[Entries shown — start]
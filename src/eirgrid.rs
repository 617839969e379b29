//! Irish market data from the EirGrid Smart Grid Dashboard
//!
//! The dashboard covers the whole island (Republic of Ireland and Northern
//! Ireland). Each area is requested per calendar day (Europe/Dublin) and comes
//! back as a flat list of quarter-hour rows without usable timestamps, so the
//! values are mapped onto the day's slots by position, see
//! [`SlotProfile::EIRGRID_QUARTER_HOUR`].
//!
//! The dashboard only splits out wind. Per-type generation is an estimate:
//! the non-wind remainder is distributed over fixed technology shares.

use chrono::{DateTime, TimeZone};
use chrono_tz::Europe::Dublin;

use crate::alignment::{align_sequence, SlotProfile};
use crate::assembly::{assemble, collect_units, distribute_remainder, split_flow, sum_strict};
use crate::catalog::{
    eirgrid_area_url, EirGridArea, ACTUAL_LOAD, GB_TO_IE, IE_GENERATION_SHARES, IE_INTERCONNECTORS,
    IE_TO_GB,
};
use crate::config::Config;
use crate::error::Result;
use crate::http::HttpFetcher;
use crate::normalize::{eirgrid_values, parse_eirgrid_rows, EirGridRow};
use crate::resource::ResourceType;
use crate::table::TimeSeriesTable;
use crate::windowing::{daily_fetch_units, day_slots, FetchUnit};

/// Dashboard slot length in minutes
pub const SLOT_MINUTES: i64 = 15;

/// EirGrid Smart Grid Dashboard client
#[derive(Debug, Clone)]
pub struct EirGridClient {
    fetcher: HttpFetcher,
    base_url: String,
    profile: SlotProfile,
}

impl EirGridClient {
    pub fn new(config: &Config) -> Result<Self> {
        Ok(Self::with_fetcher(
            HttpFetcher::from_config(config)?,
            &config.eirgrid_base_url,
        ))
    }

    pub fn with_fetcher(fetcher: HttpFetcher, base_url: &str) -> Self {
        Self {
            fetcher,
            base_url: base_url.trim_end_matches('/').to_string(),
            profile: SlotProfile::EIRGRID_QUARTER_HOUR,
        }
    }

    fn fetch_rows(&self, area: EirGridArea, day: &FetchUnit) -> Result<Option<Vec<EirGridRow>>> {
        let url = eirgrid_area_url(&self.base_url, area, day.date());
        match self.fetcher.get_text(&url)? {
            Some(body) => Ok(Some(parse_eirgrid_rows(&body)?)),
            None => Ok(None),
        }
    }

    /// Values of one area (optionally one field) aligned onto `slot_count` slots
    fn aligned(
        &self,
        rows: &[EirGridRow],
        field_name: Option<&str>,
        slot_count: usize,
    ) -> Result<Vec<Option<f64>>> {
        let values = eirgrid_values(rows, field_name);
        Ok(align_sequence(slot_count, &values, &self.profile)?)
    }

    /// Generation per resource type (MW), quarter-hourly
    ///
    /// `Wind Onshore` is the dashboard's wind series. The other types share
    /// `total - wind` by fixed proportions. A day where only one of the two
    /// areas is available keeps its slots but without values.
    pub fn per_type_generation<T: TimeZone>(
        &self,
        start: &DateTime<T>,
        end: &DateTime<T>,
    ) -> Result<TimeSeriesTable<ResourceType>> {
        let days = daily_fetch_units(start, end, &Dublin)?;
        let tables = collect_units("EirGrid per-type generation", &days, |day| {
            let wind_rows = self.fetch_rows(EirGridArea::WindActual, day)?;
            let total_rows = self.fetch_rows(EirGridArea::GenerationActual, day)?;
            if wind_rows.is_none() && total_rows.is_none() {
                return Ok(None);
            }

            let slots = day_slots(&Dublin, day.date(), SLOT_MINUTES)?;
            let slot_count = slots.len();
            let wind = match &wind_rows {
                Some(rows) => self.aligned(rows, None, slot_count)?,
                None => vec![None; slot_count],
            };
            let total = match &total_rows {
                Some(rows) => self.aligned(rows, None, slot_count)?,
                None => vec![None; slot_count],
            };

            let estimated = distribute_remainder(&total, &wind, &IE_GENERATION_SHARES);
            let mut table = TimeSeriesTable::with_index(slots);
            table.push_column(ResourceType::WindOnshore, wind)?;
            for (resource, values) in estimated {
                table.push_column(resource, values)?;
            }
            Ok(Some(table))
        })?;

        Ok(assemble(tables, start, end))
    }

    /// All-island demand (MW), quarter-hourly, single column `Actual Load`
    pub fn demand<T: TimeZone>(
        &self,
        start: &DateTime<T>,
        end: &DateTime<T>,
    ) -> Result<TimeSeriesTable<String>> {
        let days = daily_fetch_units(start, end, &Dublin)?;
        let tables = collect_units("EirGrid demand", &days, |day| {
            let Some(rows) = self.fetch_rows(EirGridArea::DemandActual, day)? else {
                return Ok(None);
            };

            let slots = day_slots(&Dublin, day.date(), SLOT_MINUTES)?;
            let values = self.aligned(&rows, None, slots.len())?;
            let mut table = TimeSeriesTable::with_index(slots);
            table.push_column(ACTUAL_LOAD.to_string(), values)?;
            Ok(Some(table))
        })?;

        Ok(assemble(tables, start, end))
    }

    /// Flows between GB and the island of Ireland over EWIC and Moyle (MW)
    ///
    /// Two non-negative columns, `GB > IE` and `IE > GB`. A slot is missing in
    /// both when either interconnector value is missing.
    pub fn gb_ie_flows<T: TimeZone>(
        &self,
        start: &DateTime<T>,
        end: &DateTime<T>,
    ) -> Result<TimeSeriesTable<String>> {
        let days = daily_fetch_units(start, end, &Dublin)?;
        let tables = collect_units("EirGrid interconnection", &days, |day| {
            let Some(rows) = self.fetch_rows(EirGridArea::Interconnection, day)? else {
                return Ok(None);
            };

            let slots = day_slots(&Dublin, day.date(), SLOT_MINUTES)?;
            let [ewic, moyle] = IE_INTERCONNECTORS;
            let ewic = self.aligned(&rows, Some(ewic), slots.len())?;
            let moyle = self.aligned(&rows, Some(moyle), slots.len())?;
            let (gb_to_ie, ie_to_gb) = split_flow(&sum_strict(&ewic, &moyle));

            let mut table = TimeSeriesTable::with_index(slots);
            table.push_column(GB_TO_IE.to_string(), gb_to_ie)?;
            table.push_column(IE_TO_GB.to_string(), ie_to_gb)?;
            Ok(Some(table))
        })?;

        Ok(assemble(tables, start, end))
    }
}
[Entries shown — finish]
◆ **Problem**: Repeat the listing above word for word, with no line missing.

◆ **Your response**:
filename src/eirgrid.rs
repository 617839969e379b29
//! Irish market data from the EirGrid Smart Grid Dashboard
//!
//! The dashboard covers the whole island (Republic of Ireland and Northern
//! Ireland). Each area is requested per calendar day (Europe/Dublin) and comes
//! back as a flat list of quarter-hour rows without usable timestamps, so the
//! values are mapped onto the day's slots by position, see
//! [`SlotProfile::EIRGRID_QUARTER_HOUR`].
//!
//! The dashboard only splits out wind. Per-type generation is an estimate:
//! the non-wind remainder is distributed over fixed technology shares.

use chrono::{DateTime, TimeZone};
use chrono_tz::Europe::Dublin;

use crate::alignment::{align_sequence, SlotProfile};
use crate::assembly::{assemble, collect_units, distribute_remainder, split_flow, sum_strict};
use crate::catalog::{
    eirgrid_area_url, EirGridArea, ACTUAL_LOAD, GB_TO_IE, IE_GENERATION_SHARES, IE_INTERCONNECTORS,
    IE_TO_GB,
};
use crate::config::Config;
use crate::error::Result;
use crate::http::HttpFetcher;
use crate::normalize::{eirgrid_values, parse_eirgrid_rows, EirGridRow};
use crate::resource::ResourceType;
use crate::table::TimeSeriesTable;
use crate::windowing::{daily_fetch_units, day_slots, FetchUnit};

/// Dashboard slot length in minutes
pub const SLOT_MINUTES: i64 = 15;

/// EirGrid Smart Grid Dashboard client
#[derive(Debug, Clone)]
pub struct EirGridClient {
    fetcher: HttpFetcher,
    base_url: String,
    profile: SlotProfile,
}

impl EirGridClient {
    pub fn new(config: &Config) -> Result<Self> {
        Ok(Self::with_fetcher(
            HttpFetcher::from_config(config)?,
            &config.eirgrid_base_url,
        ))
    }

    pub fn with_fetcher(fetcher: HttpFetcher, base_url: &str) -> Self {
        Self {
            fetcher,
            base_url: base_url.trim_end_matches('/').to_string(),
            profile: SlotProfile::EIRGRID_QUARTER_HOUR,
        }
    }

    fn fetch_rows(&self, area: EirGridArea, day: &FetchUnit) -> Result<Option<Vec<EirGridRow>>> {
        let url = eirgrid_area_url(&self.base_url, area, day.date());
        match self.fetcher.get_text(&url)? {
            Some(body) => Ok(Some(parse_eirgrid_rows(&body)?)),
            None => Ok(None),
        }
    }

    /// Values of one area (optionally one field) aligned onto `slot_count` slots
    fn aligned(
        &self,
        rows: &[EirGridRow],
        field_name: Option<&str>,
        slot_count: usize,
    ) -> Result<Vec<Option<f64>>> {
        let values = eirgrid_values(rows, field_name);
        Ok(align_sequence(slot_count, &values, &self.profile)?)
    }

    /// Generation per resource type (MW), quarter-hourly
    ///
    /// `Wind Onshore` is the dashboard's wind series. The other types share
    /// `total - wind` by fixed proportions. A day where only one of the two
    /// areas is available keeps its slots but without values.
    pub fn per_type_generation<T: TimeZone>(
        &self,
        start: &DateTime<T>,
        end: &DateTime<T>,
    ) -> Result<TimeSeriesTable<ResourceType>> {
        let days = daily_fetch_units(start, end, &Dublin)?;
        let tables = collect_units("EirGrid per-type generation", &days, |day| {
            let wind_rows = self.fetch_rows(EirGridArea::WindActual, day)?;
            let total_rows = self.fetch_rows(EirGridArea::GenerationActual, day)?;
            if wind_rows.is_none() && total_rows.is_none() {
                return Ok(None);
            }

            let slots = day_slots(&Dublin, day.date(), SLOT_MINUTES)?;
            let slot_count = slots.len();
            let wind = match &wind_rows {
                Some(rows) => self.aligned(rows, None, slot_count)?,
                None => vec![None; slot_count],
            };
            let total = match &total_rows {
                Some(rows) => self.aligned(rows, None, slot_count)?,
                None => vec![None; slot_count],
            };

            let estimated = distribute_remainder(&total, &wind, &IE_GENERATION_SHARES);
            let mut table = TimeSeriesTable::with_index(slots);
            table.push_column(ResourceType::WindOnshore, wind)?;
            for (resource, values) in estimated {
                table.push_column(resource, values)?;
            }
            Ok(Some(table))
        })?;

        Ok(assemble(tables, start, end))
    }

    /// All-island demand (MW), quarter-hourly, single column `Actual Load`
    pub fn demand<T: TimeZone>(
        &self,
        start: &DateTime<T>,
        end: &DateTime<T>,
    ) -> Result<TimeSeriesTable<String>> {
        let days = daily_fetch_units(start, end, &Dublin)?;
        let tables = collect_units("EirGrid demand", &days, |day| {
            let Some(rows) = self.fetch_rows(EirGridArea::DemandActual, day)? else {
                return Ok(None);
            };

            let slots = day_slots(&Dublin, day.date(), SLOT_MINUTES)?;
            let values = self.aligned(&rows, None, slots.len())?;
            let mut table = TimeSeriesTable::with_index(slots);
            table.push_column(ACTUAL_LOAD.to_string(), values)?;
            Ok(Some(table))
        })?;

        Ok(assemble(tables, start, end))
    }

    /// Flows between GB and the island of Ireland over EWIC and Moyle (MW)
    ///
    /// Two non-negative columns, `GB > IE` and `IE > GB`. A slot is missing in
    /// both when either interconnector value is missing.
    pub fn gb_ie_flows<T: TimeZone>(
        &self,
        start: &DateTime<T>,
        end: &DateTime<T>,
    ) -> Result<TimeSeriesTable<String>> {
        let days = daily_fetch_units(start, end, &Dublin)?;
        let tables = collect_units("EirGrid interconnection", &days, |day| {
            let Some(rows) = self.fetch_rows(EirGridArea::Interconnection, day)? else {
                return Ok(None);
            };

            let slots = day_slots(&Dublin, day.date(), SLOT_MINUTES)?;
            let [ewic, moyle] = IE_INTERCONNECTORS;
            let ewic = self.aligned(&rows, Some(ewic), slots.len())?;
            let moyle = self.aligned(&rows, Some(moyle), slots.len())?;
            let (gb_to_ie, ie_to_gb) = split_flow(&sum_strict(&ewic, &moyle));

            let mut table = TimeSeriesTable::with_index(slots);
            table.push_column(GB_TO_IE.to_string(), gb_to_ie)?;
            table.push_column(IE_TO_GB.to_string(), ie_to_gb)?;
            Ok(Some(table))
        })?;

        Ok(assemble(tables, start, end))
    }
}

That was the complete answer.